The Total factor productivity is a measure of productivity. It indicates which part of the growth of production can not be attributed to a growth in the utilization of factors of production (usually labor and capital), but as a kind of unexplained residual remains. It is advisable to accept as the cause for this part of the growth of the production outcome of technical progress.

Using the Solow growth accounting can economic growth, ie the growth of aggregate output Y as the sum of a growth contribution of the labor factor A, factor of production capital K and a remainder, the Solow residual, are divided. This residue is referred to as total factor productivity and can be viewed as a measure of technical progress.

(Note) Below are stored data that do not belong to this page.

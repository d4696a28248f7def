//! Per-iteration telemetry accumulation
//!
//! Counters for the in-flight iteration are reset by [`begin`] and
//! finalized exactly once by [`finalize`] when the iteration's completion
//! wait resolves. Turn events observed with no iteration in flight are
//! ignored (worker noise between iterations).
//!
//! [`begin`]: TelemetryAccumulator::begin
//! [`finalize`]: TelemetryAccumulator::finalize

use std::time::Instant;

use chrono::{DateTime, Utc};
use tracing::debug;

use crate::domain::IterationStats;
use crate::worker::WorkerEvent;

/// Accumulates stats for the iteration currently in flight
#[derive(Debug, Default)]
pub struct TelemetryAccumulator {
    current: Option<InFlight>,
}

#[derive(Debug)]
struct InFlight {
    iteration: u32,
    started_at: DateTime<Utc>,
    timer: Instant,
    turns: u32,
    input_tokens: u64,
    output_tokens: u64,
    cache_read_tokens: u64,
    cache_write_tokens: u64,
    cost_usd: f64,
}

impl TelemetryAccumulator {
    pub fn new() -> Self {
        Self::default()
    }

    /// Reset counters for a new iteration and record its start time
    pub fn begin(&mut self, iteration: u32) {
        debug!(iteration, "TelemetryAccumulator::begin: called");
        self.current = Some(InFlight {
            iteration,
            started_at: Utc::now(),
            timer: Instant::now(),
            turns: 0,
            input_tokens: 0,
            output_tokens: 0,
            cache_read_tokens: 0,
            cache_write_tokens: 0,
            cost_usd: 0.0,
        });
    }

    /// Fold a worker event into the in-flight counters
    pub fn observe(&mut self, event: &WorkerEvent) {
        let WorkerEvent::TurnCompleted { usage } = event else {
            return;
        };
        let Some(current) = self.current.as_mut() else {
            debug!("observe: turn event with no iteration in flight, ignoring");
            return;
        };

        current.turns += 1;
        if let Some(usage) = usage {
            current.input_tokens += usage.input_tokens;
            current.output_tokens += usage.output_tokens;
            current.cache_read_tokens += usage.cache_read_tokens;
            current.cache_write_tokens += usage.cache_write_tokens;
            current.cost_usd += usage.cost_usd;
        }
        debug!(
            iteration = current.iteration,
            turns = current.turns,
            "observe: turn recorded"
        );
    }

    /// Finalize the in-flight iteration into an immutable record
    ///
    /// Returns `None` if no iteration was in flight (finalize called
    /// twice, or begin never called).
    pub fn finalize(&mut self) -> Option<IterationStats> {
        let current = self.current.take()?;
        let duration_ms = current.timer.elapsed().as_millis() as u64;
        debug!(iteration = current.iteration, duration_ms, "finalize: called");

        Some(IterationStats {
            iteration: current.iteration,
            duration_ms,
            turns: current.turns,
            input_tokens: current.input_tokens,
            output_tokens: current.output_tokens,
            cache_read_tokens: current.cache_read_tokens,
            cache_write_tokens: current.cache_write_tokens,
            cost_usd: current.cost_usd,
            started_at: current.started_at,
            ended_at: Utc::now(),
        })
    }
}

Mathematically, the total differential of a Cobb -Douglas production function with constant returns to scale constituted ( that such a production function is present, is an assumption ) and then with respect to time. After division by Y is obtained as a result of the growth rate of output Y as the sum of the growth rates of the production factors labor A and capital K are each weighted by the marginal productivity of A and K (ie, the partial derivatives of Y with respect to A and K).

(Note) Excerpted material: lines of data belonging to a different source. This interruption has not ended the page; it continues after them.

//! Iteration and cumulative statistics
//!
//! One immutable `IterationStats` record is written per completed
//! iteration; `CumulativeStats` is the running total across the run and
//! only ever grows.

use chrono::{DateTime, Utc};
use serde::{Deserialize, Serialize};

/// Statistics for one completed iteration
#[derive(Debug, Clone, PartialEq, Serialize, Deserialize)]
pub struct IterationStats {
    /// Iteration number (1-indexed)
    pub iteration: u32,

    /// Wall-clock duration in milliseconds
    pub duration_ms: u64,

    /// Assistant turns completed during the iteration
    pub turns: u32,

    /// Input tokens consumed
    pub input_tokens: u64,

    /// Output tokens generated
    pub output_tokens: u64,

    /// Tokens served from prompt cache
    pub cache_read_tokens: u64,

    /// Tokens written to prompt cache
    pub cache_write_tokens: u64,

    /// Cost in USD
    pub cost_usd: f64,

    /// When the iteration started
    pub started_at: DateTime<Utc>,

    /// When the iteration ended
    pub ended_at: DateTime<Utc>,
}

/// Running totals across the whole run
///
/// Updated exactly once per completed iteration via [`absorb`], so every
/// counter is monotonically non-decreasing for the lifetime of a run.
///
/// [`absorb`]: CumulativeStats::absorb
#[derive(Debug, Clone, Default, PartialEq, Serialize, Deserialize)]
pub struct CumulativeStats {
    /// Completed iterations
    pub iterations: u32,

    /// Total wall-clock duration of completed iterations, milliseconds
    pub duration_ms: u64,

    /// Total assistant turns
    pub turns: u32,

    /// Total input tokens
    pub input_tokens: u64,

    /// Total output tokens
    pub output_tokens: u64,

    /// Total cost in USD
    pub cost_usd: f64,
}

impl CumulativeStats {
    /// Fold one completed iteration into the totals
    pub fn absorb(&mut self, stats: &IterationStats) {
        self.iterations += 1;
        self.duration_ms += stats.duration_ms;
        self.turns += stats.turns;
        self.input_tokens += stats.input_tokens;
        self.output_tokens += stats.output_tokens;
        self.cost_usd += stats.cost_usd;
    }
}

#[cfg(test)]
mod tests {
    use super::*;

    fn stats(iteration: u32) -> IterationStats {
        IterationStats {
            iteration,
            duration_ms: 1000,
            turns: 2,
            input_tokens: 100,
            output_tokens: 40,
            cache_read_tokens: 10,
            cache_write_tokens: 5,
            cost_usd: 0.25,
            started_at: Utc::now(),
            ended_at: Utc::now(),
        }
    }

    #[test]
    fn test_absorb_accumulates() {
        let mut cumulative = CumulativeStats::default();
        cumulative.absorb(&stats(1));
        cumulative.absorb(&stats(2));

        assert_eq!(cumulative.iterations, 2);
        assert_eq!(cumulative.duration_ms, 2000);
        assert_eq!(cumulative.turns, 4);
        assert_eq!(cumulative.input_tokens, 200);
        assert_eq!(cumulative.output_tokens, 80);
        assert!((cumulative.cost_usd - 0.5).abs() < f64::EPSILON);
    }

    #[test]
    fn test_absorb_is_monotonic() {
        let mut cumulative = CumulativeStats::default();
        let mut prev = cumulative.clone();

        for i in 1..=5 {
            cumulative.absorb(&stats(i));
            assert!(cumulative.iterations > prev.iterations);
            assert!(cumulative.input_tokens >= prev.input_tokens);
            assert!(cumulative.cost_usd >= prev.cost_usd);
            prev = cumulative.clone();
        }
        assert_eq!(cumulative.iterations, 5);
    }

    #[test]
    fn test_iteration_stats_serde_roundtrip() {
        let original = stats(3);
        let json = serde_json::to_string(&original).unwrap();
        let parsed: IterationStats = serde_json::from_str(&json).unwrap();
        assert_eq!(original, parsed);
    }
}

Assuming perfect competition in goods and factor markets, these marginal productivities correspond to the income shares of the production factors A and K, add up the to 1 ( or 100% ).

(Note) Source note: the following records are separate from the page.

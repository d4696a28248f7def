//! CLI command definitions and subcommands

use clap::{Parser, Subcommand, ValueEnum};
use std::path::PathBuf;

/// Workloop - iterative agent loop driver
#[derive(Parser)]
#[command(
    name = "workloop",
    about = "Drive an agent worker through durable, telemetered iterations",
    version = env!("GIT_DESCRIBE"),
)]
pub struct Cli {
    /// Root directory for loop state (default: ~/.workloop/loops)
    #[arg(long, global = true)]
    pub loops_root: Option<PathBuf>,

    /// Log level (TRACE, DEBUG, INFO, WARN, ERROR)
    #[arg(short = 'l', long = "log-level", global = true)]
    pub log_level: Option<String>,

    /// Subcommand to execute
    #[command(subcommand)]
    pub command: Command,
}

/// CLI subcommands
#[derive(Debug, Subcommand)]
pub enum Command {
    /// Run a loop until it completes, stops, or fails
    Run {
        /// Loop name (also the loop directory name)
        #[arg(value_name = "NAME")]
        name: String,

        /// Task file, relative to the working directory
        #[arg(short, long, default_value = "TASK.md")]
        task_file: String,

        /// Directory the worker runs in (default: current directory)
        #[arg(short, long)]
        working_dir: Option<PathBuf>,

        /// Maximum iterations (0 = unlimited)
        #[arg(short, long, default_value = "0")]
        max_iterations: u32,

        /// Worker executable
        #[arg(long, default_value = "agent")]
        worker: String,

        /// Extra argument passed to the worker (repeatable)
        #[arg(long = "worker-arg", value_name = "ARG", allow_hyphen_values = true)]
        worker_args: Vec<String>,

        /// Model override, passed to the worker as --model
        #[arg(long)]
        model: Option<String>,

        /// Provider override, passed to the worker as --provider
        #[arg(long)]
        provider: Option<String>,

        /// Thinking level override, passed to the worker as --thinking
        #[arg(long)]
        thinking: Option<String>,

        /// Replace every Nth prompt with a reflection instruction (0 = off)
        #[arg(long, default_value = "0")]
        reflect_every: u32,
    },

    /// List loop directories and their last known state
    List {
        /// Output format
        #[arg(short, long, default_value = "text")]
        format: OutputFormat,
    },

    /// Show the persisted state of one loop
    Status {
        /// Loop name
        name: String,

        /// Output format
        #[arg(short, long, default_value = "text")]
        format: OutputFormat,
    },

    /// Delete loop directories that reached a terminal state
    Clean {
        /// Delete every loop directory, terminal or not
        #[arg(long)]
        all: bool,
    },
}

/// Output format for list/status commands
#[derive(Debug, Clone, Copy, PartialEq, Eq, ValueEnum)]
pub enum OutputFormat {
    Text,
    Json,
}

Are observable (in principle) the growth rates of Y, A and K, and the income shares of the factors of production of A and K. The Solow growth decomposition can therefore be tested empirically. Normally, it should be noted that the sum of the factors of production growth rates weighted by the income shares of the factors of production results in an output growth rate, which is smaller than the observed. The difference is the empirically determined total factor productivity, which can be as I said understood as a measure of technical progress.

The Cobb -Douglas production function with constant returns to scale is:

. logarithms:

. According to the time is derived, taking into account that

We obtain the Solow growth decomposition:

. The growth rate of Y is therefore the weighted sum of the growth rates of K and A. If the actual growth rates be observed, and when a and revenue share of K and (1 - a) of the revenue share of A is also known, this equation can be checked. It is not true in general, but it applies:

. where TFP is total factor productivity.

TFP as an explanation for the Asian miracle

The growth theory is structured growth in factor accumulation and changes in TFP. Order of 1960 to explain the enormous growth of the Asian tiger economies to the 90s, argue the World Bank ( 1993) and others with the help of estimates of TFP. They come to the conclusion that a significant part of Asian growth is based on the successful assimilation of Western technology and the further technical diffusion can be used as a potential opportunity for other developing countries ( = increase in TFP).

Criticism of the TFP concept

This view was challenged by Young and others in various empirical and theoretical work. Key points of criticism are the theoretical construction of the TFP and its empirical measurement. Young, Kim and Lau produce significantly different results, with the conclusion that the Asian economic growth is purely due to factor accumulation. TFP growth is not significant for Asia. Paul Krugman adds to the discussion adds another, historical, component. He draws parallels between the economic rise of the Asian Tigers with the rise of the Soviet Union. He warns against the fear that tigers could endanger your rise to prosperity in the industrialized countries and forecasts due to the nature of your business growth an early decline in growth. Since the late 90s, the discussion seems to rest. Young et al. have apparently prevailed with your criticism, although they could not win a "victory". The construct of the TFP and the macroeconomic base are increasingly being replaced by other more micro-economic approaches. A good summary can be found in Felipe ( 1997).